We recommend avoiding privileged containers, if possible (they do have valid use-cases) and instead use capabilities.

Remember:

  • If the system is compromised, containers can be used to easily install malicious software in your system and over the network
  • Your system is as secure as anything you run in the container
  • If you run containers, there is no security guarantee of any kind
  • Running 3rd party container images on your system could open a security hole/attack vector/surface
  • An expert with knowledge how to build exploits will be able to jailbreak/elevate to root even if best practices are followed

This being said, a system suspected of being compromised can always be restored to a safe state with a factory reset. Provided, of course, that it has secure boot enabled.

Getting Started

In the CLI, containers can be run in one of two ways:

  1. container run IMAGE [COMMAND], and
  2. enter configure context, then edit container NAME

The first is useful mostly for testing, or running single commands in an image. It is a wrapper for podman run -it --rm ..., while the latter is a wrapper and adaptation of podman create ....

The second create a container with a semi-persistent writable layer that survives container restarts and host system restarts. However, if you change the container configuration or upgrade the image (see below), the container will be recreated and the writable layer is lost. This is why it is recommended to set up a named volume for directories, or use file [Content Mounts][], in your container you want truly persistent content.

In fact, in many cases the best way is to create a read-only container and use file mounts and volumes only for the critical parts. Podman ensures (using tmpfs) read-only containers still have writable directories for certain critical file system paths: /dev, /dev/shm, /run, /tmp, and /var/tmp. Meaning, what you most often need is writable volumes for /var/lib and /etc, or only file mounts for a few files in /etc. The actual needs depend on the container image and application to run.
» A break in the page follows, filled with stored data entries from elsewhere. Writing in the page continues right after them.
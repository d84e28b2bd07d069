//! Type policies over signature and field types.
//!
//! A [`TypePolicy`] holds an allow list, every pattern of which a type must
//! match, and a deny list, none of which it may match. Patterns are
//! structural by default ([`TypeMatcher`] over the [`TypeExpr`] algebra);
//! [`TypePattern::Text`] matches a regex against the rendered type instead,
//! for policies written against the printed form.

use regex::Regex;
use smol_str::SmolStr;

use super::{Error, ErrorCollector, ValidatorKind};
use crate::model::{Node, Tree, TypeExpr, TypeKind};
use crate::visit::{Visitor, walk_node};

/// A structural predicate on type expressions.
#[derive(Clone, Debug, PartialEq, Eq)]
pub enum TypeMatcher {
    /// Matches every type.
    Any,
    /// Matches types of one variant.
    Kind(TypeKind),
    /// Matches a class by name, plain or as the base of a generic. A
    /// leading `::` is ignored on both sides.
    Named(SmolStr),
    /// `T.nilable(inner)` where `inner` matches.
    Nilable(Box<TypeMatcher>),
    /// The type or any nested type matches.
    Contains(Box<TypeMatcher>),
    Not(Box<TypeMatcher>),
}

impl TypeMatcher {
    pub fn named(name: impl Into<SmolStr>) -> Self {
        TypeMatcher::Named(name.into())
    }

    pub fn nilable(inner: TypeMatcher) -> Self {
        TypeMatcher::Nilable(Box::new(inner))
    }

    pub fn contains(inner: TypeMatcher) -> Self {
        TypeMatcher::Contains(Box::new(inner))
    }

    pub fn negate(inner: TypeMatcher) -> Self {
        TypeMatcher::Not(Box::new(inner))
    }

    pub fn matches(&self, ty: &TypeExpr) -> bool {
        match self {
            TypeMatcher::Any => true,
            TypeMatcher::Kind(kind) => ty.kind() == *kind,
            TypeMatcher::Named(name) => {
                let wanted = strip_root(name);
                match ty {
                    TypeExpr::Simple(n) | TypeExpr::Generic { base: n, .. } => {
                        strip_root(n) == wanted
                    }
                    _ => false,
                }
            }
            TypeMatcher::Nilable(inner) => {
                matches!(ty, TypeExpr::Nilable(t) if inner.matches(t))
            }
            TypeMatcher::Contains(inner) => ty.any_node(&|t| inner.matches(t)),
            TypeMatcher::Not(inner) => !inner.matches(ty),
        }
    }
}

fn strip_root(name: &str) -> &str {
    name.strip_prefix("::").unwrap_or(name)
}

/// One allow or deny rule.
#[derive(Clone, Debug)]
pub enum TypePattern {
    Structural(TypeMatcher),
    /// A regex searched in the rendered type.
    Text(Regex),
}

impl TypePattern {
    /// A text pattern, compiled from `pattern`.
    pub fn text(pattern: &str) -> Result<Self, regex::Error> {
        Ok(TypePattern::Text(Regex::new(pattern)?))
    }

    pub fn matches(&self, ty: &TypeExpr) -> bool {
        match self {
            TypePattern::Structural(matcher) => matcher.matches(ty),
            TypePattern::Text(regex) => regex.is_match(&ty.to_string()),
        }
    }
}

impl From<TypeMatcher> for TypePattern {
    fn from(matcher: TypeMatcher) -> Self {
        TypePattern::Structural(matcher)
    }
}

/// Allow and deny rules. The default policy accepts every type.
#[derive(Clone, Debug, Default)]
pub struct TypePolicy {
    pub allow: Vec<TypePattern>,
    pub deny: Vec<TypePattern>,
}

impl TypePolicy {
    pub fn new() -> Self {
        Self::default()
    }

    pub fn allow(mut self, pattern: impl Into<TypePattern>) -> Self {
        self.allow.push(pattern.into());
        self
    }

    pub fn deny(mut self, pattern: impl Into<TypePattern>) -> Self {
        self.deny.push(pattern.into());
        self
    }

    /// Whether `ty` matches every allow rule and no deny rule.
    pub fn accepts(&self, ty: &TypeExpr) -> bool {
        self.allow.iter().all(|p| p.matches(ty)) && !self.deny.iter().any(|p| p.matches(ty))
    }
}

/// Check every signature parameter, signature return and struct field type
/// in `trees` against `policy`, one error per rejected occurrence.
#[tracing::instrument(skip_all)]
pub fn validate<'a>(
    trees: impl IntoIterator<Item = &'a Tree>,
    policy: &TypePolicy,
) -> (bool, Vec<Error>) {
    let mut validator = TypesValidator {
        policy,
        errors: ErrorCollector::new(),
    };
    for tree in trees {
        validator.visit_tree(tree);
    }
    validator.errors.finish()
}

struct TypesValidator<'p> {
    policy: &'p TypePolicy,
    errors: ErrorCollector,
}

impl TypesValidator<'_> {
    fn check(&mut self, ty: &TypeExpr, node: &Node) {
        if !self.policy.accepts(ty) {
            self.errors.add(Error::at(
                ValidatorKind::Types,
                format!("invalid type `{ty}` for {}", node.kind_name()),
                node,
            ));
        }
    }
}

impl<'a> Visitor<'a> for TypesValidator<'_> {
    fn visit_node(&mut self, node: &'a Node) {
        for sig in node.sigs() {
            for ty in sig.types() {
                self.check(ty, node);
            }
        }
        if let Node::StructField(field) = node {
            self.check(&field.ty, node);
        }
        walk_node(self, node);
    }
}

#[cfg(test)]
mod tests {
    use super::*;
    use crate::model::{FieldKind, Method, Scope, Sig, StructField};

    fn sample() -> Tree {
        Tree::new().with(
            Scope::t_struct("S")
                .with(StructField::new(
                    FieldKind::Prop,
                    "a",
                    TypeExpr::nilable(TypeExpr::Untyped),
                ))
                .with(
                    Method::new("m").with_sig(
                        Sig::new()
                            .param("x", TypeExpr::simple("::Integer"))
                            .returns(TypeExpr::generic("T::Array", [TypeExpr::Untyped])),
                    ),
                ),
        )
    }

    #[test]
    fn test_default_policy_accepts_everything() {
        assert_eq!(validate([&sample()], &TypePolicy::default()), (true, Vec::new()));
    }

    #[test]
    fn test_structural_deny() {
        let policy = TypePolicy::new().deny(TypeMatcher::contains(TypeMatcher::Kind(TypeKind::Untyped)));
        let (ok, errors) = validate([&sample()], &policy);

        assert!(!ok);
        let messages: Vec<&str> = errors.iter().map(|e| e.message.as_str()).collect();
        assert_eq!(
            messages,
            vec![
                "invalid type `T.nilable(T.untyped)` for TStructProp",
                "invalid type `T::Array[T.untyped]` for Method",
            ]
        );
    }

    #[test]
    fn test_structural_allow() {
        let policy = TypePolicy::new().allow(TypeMatcher::negate(TypeMatcher::nilable(
            TypeMatcher::Kind(TypeKind::Untyped),
        )));
        let (_, errors) = validate([&sample()], &policy);
        assert_eq!(errors.len(), 1);
        assert_eq!(errors[0].node_kind, "TStructProp");
    }

    #[test]
    fn test_named_ignores_root_prefix() {
        let matcher = TypeMatcher::named("Integer");
        assert!(matcher.matches(&TypeExpr::simple("::Integer")));
        assert!(TypeMatcher::named("::T::Array")
            .matches(&TypeExpr::generic("T::Array", [TypeExpr::Untyped])));
        assert!(!matcher.matches(&TypeExpr::simple("String")));
    }

    #[test]
    fn test_text_patterns() {
        let policy = TypePolicy::new()
            .allow(TypePattern::text(r"^[^:]").unwrap())
            .deny(TypePattern::text(r"T\.untyped").unwrap());
        let (_, errors) = validate([&sample()], &policy);

        let messages: Vec<&str> = errors.iter().map(|e| e.message.as_str()).collect();
        assert_eq!(
            messages,
            vec![
                "invalid type `T.nilable(T.untyped)` for TStructProp",
                "invalid type `::Integer` for Method",
                "invalid type `T::Array[T.untyped]` for Method",
            ]
        );
        assert!(TypePattern::text("(").is_err());
    }
}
Note: when running containers from public registries, double-check that they support the CPU architecture of your host system. Remember, unlike virtualization, containers reuse the host's CPU and kernel.

Examples

Classic Hello World:

admin@example:/> container run docker://hello-world

Persistent web server using nginx, sharing the host's network:

admin@example:/> configure
admin@example:/config> edit container web
admin@example:/config/container/web> set image docker://nginx:alpine
admin@example:/config/container/web> set publish 80:80
admin@example:/config/container/web> set network host
admin@example:/config/container/web> leave
admin@example:/> show container

Exit to the shell and verify the service with curl, or try to attach to your device's IP address using your browser:

admin@example:~$ curl http://localhost

or connect to port 80 of your running Infix system with a browser. See the following sections for how to add more interfaces and manage your container at runtime.

Container Images

The underlying podman project support importing and fetching images in a variety of ways, the most common ones are also supported by Infix. In this section we present how to use them and in the next section we show how to upgrade to a newer base image.

The CLI help shows:

admin@example:/config/container/system/> help image
NAME
    image <string>

DESCRIPTION
    Docker image for the container: [transport]name[:tag|@digest]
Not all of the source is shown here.